A 2022 IEEFA review found that 10 of the world’s 13 leading CCS projects underachieved against their original expectations. For example, Australia’s Gorgon facility, the world’s largest, has captured as little as 25% of its intended volumes, despite more than US$6 billion in capital and remedial costs.

A climate solution or a dangerous delay?

According to Climate Action Tracker, most national climate plans now assume that large-scale, future carbon removal will meet net-zero targets, often involving around a fifth of emissions. Few include explicit targets to reduce oil or gas production, and phase‑out commitments remain rare.

Carbon capture is not failing because it is impossible; it is failing because it is doing the wrong job.

Critics argue that CCS has become the fossil fuel’s industry insurance policy.
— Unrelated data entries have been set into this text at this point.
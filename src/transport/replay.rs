//! Replay transport
//!
//! Serves previously recorded response documents in order, ignoring the
//! request parameters. Useful for debugging aggregation offline.

use super::Transport;
use crate::error::{Error, Result};
use crate::types::{JsonValue, QueryParams};
use async_trait::async_trait;
use std::collections::VecDeque;
use std::fs;
use std::path::Path;
use tokio::sync::Mutex;
use tracing::debug;

/// Transport backed by a queue of recorded responses
#[derive(Debug, Default)]
pub struct ReplayTransport {
    responses: Mutex<VecDeque<JsonValue>>,
}

impl ReplayTransport {
    /// Replay the given documents in order
    pub fn new(responses: impl IntoIterator<Item = JsonValue>) -> Self {
        Self {
            responses: Mutex::new(responses.into_iter().collect()),
        }
    }

    /// Load recordings from a JSON array or a JSON-lines file
    pub fn from_file(path: impl AsRef<Path>) -> Result<Self> {
        let path = path.as_ref();
        let content = fs::read_to_string(path).map_err(|e| {
            if e.kind() == std::io::ErrorKind::NotFound {
                Error::FileNotFound {
                    path: path.display().to_string(),
                }
            } else {
                Error::Io(e)
            }
        })?;
        Self::from_str_content(&content)
    }

    /// Parse recordings from a JSON array or JSON lines
    pub fn from_str_content(content: &str) -> Result<Self> {
        if content.trim_start().starts_with('[') {
            let responses: Vec<JsonValue> = serde_json::from_str(content)?;
            return Ok(Self::new(responses));
        }

        let mut responses = Vec::new();
        for (line_num, line) in content.lines().enumerate() {
            let line = line.trim();
            if line.is_empty() {
                continue;
            }
            let value = serde_json::from_str(line).map_err(|e| {
                Error::malformed(format!("recording line {}: {e}", line_num + 1))
            })?;
            responses.push(value);
        }
        Ok(Self::new(responses))
    }

    /// Number of recordings not yet served
    pub async fn remaining(&self) -> usize {
        self.responses.lock().await.len()
    }
}

#[async_trait]
impl Transport for ReplayTransport {
    async fn request(&self, params: &QueryParams) -> Result<JsonValue> {
        debug!(?params, "Replaying recorded response");
        self.responses
            .lock()
            .await
            .pop_front()
            .ok_or_else(|| Error::exhausted("no recorded responses left to replay"))
    }
}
As Lili Fuhr, Director of the Center for International Environmental Law’s fossil economy program, put it, CCS has become “the industry’s lifeline and latest delay tactic,” “a smokescreen” that allows fossil fuel interests to claim they are acting on climate while continuing to expand production.

The risk is not merely wasted money. If the technology underperforms while underpinning climate strategies, the world will have gambled its remaining carbon budget on a promise that never materialized.

What if it succeeds?

The IPCC sees the strongest potential in sectors such as cement, steel, and chemicals, which together account for roughly a quarter of global emissions and are difficult to decarbonize by other means.

In long-term scenarios, the IEA projects that carbon removal technologies could reach several billion tons a year by 2050. At that scale, carbon capture could play a meaningful, albeit limited, role.

The problem is not the existence of the technology. It is how it is being used.

If this bet goes wrong, we might have spent our last chance pretending we had more time.

Narrowly deployed, with strict limits on enhanced oil recovery and strong regulations on permanent storage, technology might help to decarbonize industries that have few alternatives. Broadly deployed, it risks becoming the most expensive delaying tactic in climate history.

The remaining carbon budget for 1.5°C is shrinking by roughly 2% each month, according to Kevin Anderson, Professor of Energy and Climate Change at the University of Manchester. The world does not have time to bet on a technology that primarily serves to extract more of the fuels that are driving the crisis.